Despues de recibir gratas noticias por mi desempeño laboral y conocer lo que puedo llegar a ganar, me encontre esto navegando en la web, la carta de una persona que me puso a pensar en lo que he hecho con mi vida y de cierta forma describe como me siento y como se pueden olvidar las cosas que uno quiere...
Antes de creer en el movimiento “Otro Mundo Es Posible” yo andaba en la anarquía. Tenía sueños, grandes sueños y claro: la capucha (Ya sabes, esa prenda anti-reglas y anti-gobierno. La sudadera negra con capucha. Quien lee a Bakunin, se pone una capucha.)

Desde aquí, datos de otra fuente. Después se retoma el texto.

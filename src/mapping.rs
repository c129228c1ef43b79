use chrono::{DateTime, Datelike, Local, NaiveDate, Utc};

use crate::config::{Properties, StatusValues, non_empty};
use crate::error::SyncError;
use crate::model::{FieldValue, PropertyMap, ReadingStatus, SourceBookRecord};
use crate::repository::{DatabaseSchema, PropertyKind, PropertySchema};

#[derive(Debug, Clone, Copy, PartialEq, Eq)]
enum Field {
    Author,
    Status,
    CurrentPage,
    TotalPage,
    DateStarted,
    LastReadAt,
    DateFinished,
    Source,
    Cover,
    Genre,
    YearStarted,
    Rating,
}

impl Field {
    fn accepts(&self, kind: &PropertyKind) -> bool {
        use PropertyKind::*;
        match self {
            Field::Author => matches!(kind, RichText | Select),
            Field::Status => matches!(kind, Status | Select),
            Field::CurrentPage | Field::TotalPage => matches!(kind, Number),
            Field::DateStarted | Field::LastReadAt | Field::DateFinished => matches!(kind, Date),
            Field::Source => matches!(kind, MultiSelect | Select | RichText),
            Field::Cover => matches!(kind, Url | Files | RichText),
            Field::Genre => matches!(kind, Select | MultiSelect | RichText),
            Field::YearStarted => matches!(kind, Number | Select | MultiSelect | RichText),
            Field::Rating => matches!(kind, Number | Select | RichText),
        }
    }
}

#[derive(Debug, Clone)]
struct MappedField {
    field: Field,
    name: String,
    schema: PropertySchema,
}

/// Turns source records into target properties, using the configured column
/// names checked against the live database schema.
#[derive(Debug, Clone)]
pub struct FieldMapper {
    title: String,
    fields: Vec<MappedField>,
    status_values: StatusValues,
}

impl FieldMapper {
    pub fn new(
        props: &Properties,
        status_values: &StatusValues,
        schema: &DatabaseSchema,
    ) -> Result<Self, SyncError> {
        let title = props.title.trim().to_string();
        match schema.get(&title) {
            Some(s) if s.kind == PropertyKind::Title => {}
            Some(s) => {
                return Err(SyncError::SchemaMismatch(format!(
                    "title property '{}' has type '{}', expected 'title'",
                    title,
                    s.kind.as_api()
                )));
            }
            None => return Err(missing_property(&title, schema)),
        }

        let candidates = [
            (Field::Author, &props.author),
            (Field::Status, &props.status),
            (Field::CurrentPage, &props.current_page),
            (Field::TotalPage, &props.total_page),
            (Field::DateStarted, &props.date_started),
            (Field::LastReadAt, &props.last_read_at),
            (Field::DateFinished, &props.date_finished),
            (Field::Source, &props.source),
            (Field::Cover, &props.cover),
            (Field::Genre, &props.genre),
            (Field::YearStarted, &props.year_started),
            (Field::Rating, &props.rating),
        ];

        let mut fields = Vec::new();
        for (field, name) in candidates {
            let Some(name) = non_empty(name) else {
                continue;
            };
            let schema_entry = schema.get(name).ok_or_else(|| missing_property(name, schema))?;
            if !field.accepts(&schema_entry.kind) {
                return Err(SyncError::SchemaMismatch(format!(
                    "property '{}' has unsupported type '{}'",
                    name,
                    schema_entry.kind.as_api()
                )));
            }
            fields.push(MappedField {
                field,
                name: name.to_string(),
                schema: schema_entry.clone(),
            });
        }

        Ok(FieldMapper {
            title,
            fields,
            status_values: status_values.clone(),
        })
    }

    pub fn title_property(&self) -> &str {
        &self.title
    }

    /// (column, type) pairs in mapping order, title first.
    pub fn describe(&self) -> Vec<(String, String)> {
        let mut out = vec![(self.title.clone(), "title".to_string())];
        out.extend(
            self.fields
                .iter()
                .map(|f| (f.name.clone(), f.schema.kind.as_api().to_string())),
        );
        out
    }

    pub fn status_label(&self, status: ReadingStatus) -> &str {
        match status {
            ReadingStatus::NotStarted => &self.status_values.not_started,
            ReadingStatus::InProgress => &self.status_values.in_progress,
            ReadingStatus::Finished => &self.status_values.finished,
        }
    }

    /// Full desired property set. Values the source does not know are left out.
    pub fn desired_fields(&self, record: &SourceBookRecord) -> PropertyMap {
        let mut props = PropertyMap::new();
        props.insert(self.title.clone(), FieldValue::Title(record.title.clone()));

        let status = record.status();
        for mapped in &self.fields {
            if let Some(value) = self.field_value(mapped, record, status) {
                props.insert(mapped.name.clone(), value);
            }
        }
        props
    }

    fn field_value(
        &self,
        mapped: &MappedField,
        record: &SourceBookRecord,
        status: ReadingStatus,
    ) -> Option<FieldValue> {
        let kind = &mapped.schema.kind;
        match mapped.field {
            Field::Author => {
                let author = record.author.trim();
                if author.is_empty() {
                    return None;
                }
                Some(text_like(kind, author))
            }
            Field::Status => {
                let label = self.status_label(status);
                let Some(option) = mapped.schema.match_option(label) else {
                    tracing::warn!(
                        property = %mapped.name,
                        value = %label,
                        options = ?mapped.schema.options,
                        "status value not among database options, skipping"
                    );
                    return None;
                };
                Some(match kind {
                    PropertyKind::Status => FieldValue::Status(option),
                    _ => FieldValue::Select(option),
                })
            }
            Field::CurrentPage => Some(FieldValue::Number(record.progress_current as f64)),
            Field::TotalPage => {
                (record.progress_total > 0).then(|| FieldValue::Number(record.progress_total as f64))
            }
            Field::DateStarted => record.started_at.map(|t| FieldValue::Date(local_date(t))),
            Field::LastReadAt => record.last_read_at.map(|t| FieldValue::Date(local_date(t))),
            Field::DateFinished => {
                if status != ReadingStatus::Finished {
                    return None;
                }
                record
                    .finished_at
                    .or(record.last_read_at)
                    .map(|t| FieldValue::Date(local_date(t)))
            }
            Field::Source => {
                let label = record.source.trim();
                if label.is_empty() {
                    return None;
                }
                Some(tag_like(kind, label))
            }
            Field::Cover => {
                let url = record.cover_url.as_deref()?.trim();
                if url.is_empty() {
                    return None;
                }
                Some(match kind {
                    PropertyKind::RichText => FieldValue::Text(url.to_string()),
                    _ => FieldValue::Url(url.to_string()),
                })
            }
            Field::Genre => {
                let genre = record.genre.as_deref()?.trim();
                if genre.is_empty() {
                    return None;
                }
                Some(tag_like(kind, genre))
            }
            Field::YearStarted => {
                let year = local_date(record.started_at?).year();
                Some(match kind {
                    PropertyKind::Number => FieldValue::Number(year as f64),
                    _ => tag_like(kind, &year.to_string()),
                })
            }
            Field::Rating => {
                let rating = record.rating?;
                Some(match kind {
                    PropertyKind::Number => FieldValue::Number(rating),
                    // options go in half-star steps
                    PropertyKind::Select => FieldValue::Select(((rating * 2.0).round() / 2.0).to_string()),
                    _ => FieldValue::Text(rating.to_string()),
                })
            }
        }
    }

    /// Adjusts desired values against what the page already holds. A book read
    /// on several platforms keeps every source tag instead of flip-flopping.
    pub fn reconcile(&self, desired: &mut PropertyMap, existing: &PropertyMap) {
        for mapped in self.fields.iter().filter(|f| f.field == Field::Source) {
            let (Some(FieldValue::MultiSelect(want)), Some(FieldValue::MultiSelect(have))) =
                (desired.get(&mapped.name), existing.get(&mapped.name))
            else {
                continue;
            };
            let mut merged = have.clone();
            for tag in want {
                if !merged.iter().any(|t| t == tag) {
                    merged.push(tag.clone());
                }
            }
            desired.insert(mapped.name.clone(), FieldValue::MultiSelect(merged));
        }
    }
}

fn text_like(kind: &PropertyKind, value: &str) -> FieldValue {
    match kind {
        PropertyKind::Select => FieldValue::Select(value.to_string()),
        _ => FieldValue::Text(value.to_string()),
    }
}

fn tag_like(kind: &PropertyKind, value: &str) -> FieldValue {
    match kind {
        PropertyKind::MultiSelect => FieldValue::MultiSelect(vec![value.to_string()]),
        _ => text_like(kind, value),
    }
}

fn missing_property(name: &str, schema: &DatabaseSchema) -> SyncError {
    let available: Vec<&str> = schema.keys().map(String::as_str).take(10).collect();
    SyncError::SchemaMismatch(format!(
        "property '{}' not found in database; available: {}",
        name,
        available.join(", ")
    ))
}

pub fn local_date(ts: DateTime<Utc>) -> NaiveDate {
    ts.with_timezone(&Local).date_naive()
}

/// Fields whose desired value differs from the page. The title is the lookup
/// key and never part of an update.
pub fn diff_fields(desired: &PropertyMap, existing: &PropertyMap, title_property: &str) -> PropertyMap {
    desired
        .iter()
        .filter(|(name, _)| name.as_str() != title_property)
        .filter(|(name, value)| !existing.get(*name).is_some_and(|current| current.same_as(value)))
        .map(|(name, value)| (name.clone(), value.clone()))
        .collect()
}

La anarquía era lo mío. Le daba de cachetadas al Gobierno. Era yo una zona temporalmente autónoma conformada por un solo hombre.
Eventualmente, sin embargo, en una de esas protestas en donde volteábamos botes de basura y quemábamos madres en la calle, un foco se me apagó. Volteé a ver al tipo que estaba a mi lado (con piercings, su capucha negra anti-gobierno y olor notable) y le pregunté: “¿Aquí cual es exactamente nuestra estrategia para construir una mayoría progresiva que cambie el país?
Y se me quedó viendo con esos ojos fieros, de poseído, como si pudiera ver en su mente la utopía anarquista de comunidades libres en todo el país y gritando me dijo:
-Quema la bandera! Nunca! Nunca te bañes! Viste siempre de negro!-¿Realmente es eso una estrategia viable? ¿Por que andas en este desmadre?-Porque odio a mi papá!
Con eso bastó para olvidarme de la anarquía.
De más chavo soñaba con la aventura. Veía los documentales de Jacques Cousteau con mi papá y me dormía bien tarde llenando cuadernos y cuadernos con dibujos de submarinos, aviones y barcos, todas las herramientas necesarias para ser un buen explorador. Mi padre me decía que, algún día, yo también podría viajar como Cousteau y descubriría los secretos del mundo. Hoy tengo 28 años...Y ESTOY ATRAPADO.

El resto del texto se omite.